(Stored data)

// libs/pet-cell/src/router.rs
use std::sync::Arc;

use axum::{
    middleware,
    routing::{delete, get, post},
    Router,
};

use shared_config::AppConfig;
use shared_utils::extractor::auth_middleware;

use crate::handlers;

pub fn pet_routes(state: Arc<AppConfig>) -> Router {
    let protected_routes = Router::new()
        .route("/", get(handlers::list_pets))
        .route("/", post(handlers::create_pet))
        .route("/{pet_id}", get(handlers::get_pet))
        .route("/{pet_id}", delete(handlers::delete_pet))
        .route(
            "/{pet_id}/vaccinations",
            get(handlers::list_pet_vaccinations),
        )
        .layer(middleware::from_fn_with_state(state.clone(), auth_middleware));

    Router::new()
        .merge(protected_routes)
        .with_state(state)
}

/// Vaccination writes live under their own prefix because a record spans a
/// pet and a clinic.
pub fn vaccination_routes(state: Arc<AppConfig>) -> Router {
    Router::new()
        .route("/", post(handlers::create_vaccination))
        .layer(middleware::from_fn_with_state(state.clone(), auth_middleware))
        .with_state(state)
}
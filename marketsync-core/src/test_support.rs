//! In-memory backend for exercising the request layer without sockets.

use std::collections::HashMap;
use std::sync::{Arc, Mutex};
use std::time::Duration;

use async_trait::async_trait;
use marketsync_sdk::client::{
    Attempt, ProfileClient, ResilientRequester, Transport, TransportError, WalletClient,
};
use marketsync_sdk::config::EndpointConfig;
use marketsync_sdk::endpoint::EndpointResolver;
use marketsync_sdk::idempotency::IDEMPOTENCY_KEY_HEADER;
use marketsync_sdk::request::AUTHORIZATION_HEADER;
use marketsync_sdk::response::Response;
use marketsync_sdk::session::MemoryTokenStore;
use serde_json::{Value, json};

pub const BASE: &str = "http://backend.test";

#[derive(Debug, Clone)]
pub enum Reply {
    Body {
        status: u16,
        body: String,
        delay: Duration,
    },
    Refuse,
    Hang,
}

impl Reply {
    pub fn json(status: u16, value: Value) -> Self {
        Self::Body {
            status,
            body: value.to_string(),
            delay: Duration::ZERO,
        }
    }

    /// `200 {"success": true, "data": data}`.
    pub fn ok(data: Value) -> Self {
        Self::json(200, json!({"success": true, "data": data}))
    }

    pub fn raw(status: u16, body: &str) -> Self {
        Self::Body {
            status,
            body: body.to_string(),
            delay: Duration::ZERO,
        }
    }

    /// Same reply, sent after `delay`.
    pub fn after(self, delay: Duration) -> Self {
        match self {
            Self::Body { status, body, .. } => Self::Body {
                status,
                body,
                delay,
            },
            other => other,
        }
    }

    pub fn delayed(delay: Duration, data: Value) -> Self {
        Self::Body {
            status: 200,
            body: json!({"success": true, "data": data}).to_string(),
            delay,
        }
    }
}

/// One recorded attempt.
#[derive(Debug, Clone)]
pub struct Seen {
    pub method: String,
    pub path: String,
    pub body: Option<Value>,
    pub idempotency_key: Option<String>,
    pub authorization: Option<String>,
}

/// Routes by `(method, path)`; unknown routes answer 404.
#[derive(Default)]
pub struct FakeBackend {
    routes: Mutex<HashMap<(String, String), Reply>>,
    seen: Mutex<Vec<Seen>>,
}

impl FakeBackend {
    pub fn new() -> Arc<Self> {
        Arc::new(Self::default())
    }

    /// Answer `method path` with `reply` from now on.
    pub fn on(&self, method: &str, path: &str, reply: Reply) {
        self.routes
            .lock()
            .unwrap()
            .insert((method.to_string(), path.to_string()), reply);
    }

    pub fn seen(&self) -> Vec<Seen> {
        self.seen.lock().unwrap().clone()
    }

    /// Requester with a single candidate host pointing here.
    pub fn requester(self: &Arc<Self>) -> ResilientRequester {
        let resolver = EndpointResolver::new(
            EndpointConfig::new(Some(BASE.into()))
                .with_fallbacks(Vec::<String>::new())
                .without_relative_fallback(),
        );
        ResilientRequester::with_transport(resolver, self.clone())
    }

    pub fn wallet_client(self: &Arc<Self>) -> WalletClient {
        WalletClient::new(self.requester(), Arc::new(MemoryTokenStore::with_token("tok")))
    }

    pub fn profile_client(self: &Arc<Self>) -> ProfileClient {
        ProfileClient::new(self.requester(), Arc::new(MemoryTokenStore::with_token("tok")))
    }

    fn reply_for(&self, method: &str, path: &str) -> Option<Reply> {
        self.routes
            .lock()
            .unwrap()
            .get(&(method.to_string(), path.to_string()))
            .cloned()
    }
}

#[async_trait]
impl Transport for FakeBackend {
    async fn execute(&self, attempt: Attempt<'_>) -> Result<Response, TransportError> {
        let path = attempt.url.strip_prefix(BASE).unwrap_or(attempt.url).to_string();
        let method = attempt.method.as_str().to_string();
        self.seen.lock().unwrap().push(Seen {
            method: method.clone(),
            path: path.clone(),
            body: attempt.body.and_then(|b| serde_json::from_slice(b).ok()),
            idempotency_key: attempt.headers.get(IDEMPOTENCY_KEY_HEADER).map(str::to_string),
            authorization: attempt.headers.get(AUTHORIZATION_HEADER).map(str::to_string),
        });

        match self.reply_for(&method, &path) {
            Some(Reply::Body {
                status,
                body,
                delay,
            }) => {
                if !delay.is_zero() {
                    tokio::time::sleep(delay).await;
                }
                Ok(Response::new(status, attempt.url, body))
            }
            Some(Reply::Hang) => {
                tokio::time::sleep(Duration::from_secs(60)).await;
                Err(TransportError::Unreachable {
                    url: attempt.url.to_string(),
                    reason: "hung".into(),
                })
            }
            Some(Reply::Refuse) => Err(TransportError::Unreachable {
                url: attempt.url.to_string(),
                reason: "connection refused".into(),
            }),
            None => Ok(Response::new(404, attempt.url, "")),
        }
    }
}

_Exercise:_ With nothing left out, return each entry exactly.

_Finished task:_
// libs/pet-cell/src/router.rs
use std::sync::Arc;

use axum::{
    middleware,
    routing::{delete, get, post},
    Router,
};

use shared_config::AppConfig;
use shared_utils::extractor::auth_middleware;

use crate::handlers;

pub fn pet_routes(state: Arc<AppConfig>) -> Router {
    let protected_routes = Router::new()
        .route("/", get(handlers::list_pets))
        .route("/", post(handlers::create_pet))
        .route("/{pet_id}", get(handlers::get_pet))
        .route("/{pet_id}", delete(handlers::delete_pet))
        .route(
            "/{pet_id}/vaccinations",
            get(handlers::list_pet_vaccinations),
        )
        .layer(middleware::from_fn_with_state(state.clone(), auth_middleware));

    Router::new()
        .merge(protected_routes)
        .with_state(state)
}

/// Vaccination writes live under their own prefix because a record spans a
/// pet and a clinic.
pub fn vaccination_routes(state: Arc<AppConfig>) -> Router {
    Router::new()
        .route("/", post(handlers::create_vaccination))
        .layer(middleware::from_fn_with_state(state.clone(), auth_middleware))
        .with_state(state)
}
filename marketsync-core/src/test_support.rs
//! In-memory backend for exercising the request layer without sockets.

use std::collections::HashMap;
use std::sync::{Arc, Mutex};
use std::time::Duration;

use async_trait::async_trait;
use marketsync_sdk::client::{
    Attempt, ProfileClient, ResilientRequester, Transport, TransportError, WalletClient,
};
use marketsync_sdk::config::EndpointConfig;
use marketsync_sdk::endpoint::EndpointResolver;
use marketsync_sdk::idempotency::IDEMPOTENCY_KEY_HEADER;
use marketsync_sdk::request::AUTHORIZATION_HEADER;
use marketsync_sdk::response::Response;
use marketsync_sdk::session::MemoryTokenStore;
use serde_json::{Value, json};

pub const BASE: &str = "http://backend.test";

#[derive(Debug, Clone)]
pub enum Reply {
    Body {
        status: u16,
        body: String,
        delay: Duration,
    },
    Refuse,
    Hang,
}

impl Reply {
    pub fn json(status: u16, value: Value) -> Self {
        Self::Body {
            status,
            body: value.to_string(),
            delay: Duration::ZERO,
        }
    }

    /// `200 {"success": true, "data": data}`.
    pub fn ok(data: Value) -> Self {
        Self::json(200, json!({"success": true, "data": data}))
    }

    pub fn raw(status: u16, body: &str) -> Self {
        Self::Body {
            status,
            body: body.to_string(),
            delay: Duration::ZERO,
        }
    }

    /// Same reply, sent after `delay`.
    pub fn after(self, delay: Duration) -> Self {
        match self {
            Self::Body { status, body, .. } => Self::Body {
                status,
                body,
                delay,
            },
            other => other,
        }
    }

    pub fn delayed(delay: Duration, data: Value) -> Self {
        Self::Body {
            status: 200,
            body: json!({"success": true, "data": data}).to_string(),
            delay,
        }
    }
}

/// One recorded attempt.
#[derive(Debug, Clone)]
pub struct Seen {
    pub method: String,
    pub path: String,
    pub body: Option<Value>,
    pub idempotency_key: Option<String>,
    pub authorization: Option<String>,
}

/// Routes by `(method, path)`; unknown routes answer 404.
#[derive(Default)]
pub struct FakeBackend {
    routes: Mutex<HashMap<(String, String), Reply>>,
    seen: Mutex<Vec<Seen>>,
}

impl FakeBackend {
    pub fn new() -> Arc<Self> {
        Arc::new(Self::default())
    }

    /// Answer `method path` with `reply` from now on.
    pub fn on(&self, method: &str, path: &str, reply: Reply) {
        self.routes
            .lock()
            .unwrap()
            .insert((method.to_string(), path.to_string()), reply);
    }

    pub fn seen(&self) -> Vec<Seen> {
        self.seen.lock().unwrap().clone()
    }

    /// Requester with a single candidate host pointing here.
    pub fn requester(self: &Arc<Self>) -> ResilientRequester {
        let resolver = EndpointResolver::new(
            EndpointConfig::new(Some(BASE.into()))
                .with_fallbacks(Vec::<String>::new())
                .without_relative_fallback(),
        );
        ResilientRequester::with_transport(resolver, self.clone())
    }

    pub fn wallet_client(self: &Arc<Self>) -> WalletClient {
        WalletClient::new(self.requester(), Arc::new(MemoryTokenStore::with_token("tok")))
    }

    pub fn profile_client(self: &Arc<Self>) -> ProfileClient {
        ProfileClient::new(self.requester(), Arc::new(MemoryTokenStore::with_token("tok")))
    }

    fn reply_for(&self, method: &str, path: &str) -> Option<Reply> {
        self.routes
            .lock()
            .unwrap()
            .get(&(method.to_string(), path.to_string()))
            .cloned()
    }
}

#[async_trait]
impl Transport for FakeBackend {
    async fn execute(&self, attempt: Attempt<'_>) -> Result<Response, TransportError> {
        let path = attempt.url.strip_prefix(BASE).unwrap_or(attempt.url).to_string();
        let method = attempt.method.as_str().to_string();
        self.seen.lock().unwrap().push(Seen {
            method: method.clone(),
            path: path.clone(),
            body: attempt.body.and_then(|b| serde_json::from_slice(b).ok()),
            idempotency_key: attempt.headers.get(IDEMPOTENCY_KEY_HEADER).map(str::to_string),
            authorization: attempt.headers.get(AUTHORIZATION_HEADER).map(str::to_string),
        });

        match self.reply_for(&method, &path) {
            Some(Reply::Body {
                status,
                body,
                delay,
            }) => {
                if !delay.is_zero() {
                    tokio::time::sleep(delay).await;
                }
                Ok(Response::new(status, attempt.url, body))
            }
            Some(Reply::Hang) => {
                tokio::time::sleep(Duration::from_secs(60)).await;
                Err(TransportError::Unreachable {
                    url: attempt.url.to_string(),
                    reason: "hung".into(),
                })
            }
            Some(Reply::Refuse) => Err(TransportError::Unreachable {
                url: attempt.url.to_string(),
                reason: "connection refused".into(),
            }),
            None => Ok(Response::new(404, attempt.url, "")),
        }
    }
}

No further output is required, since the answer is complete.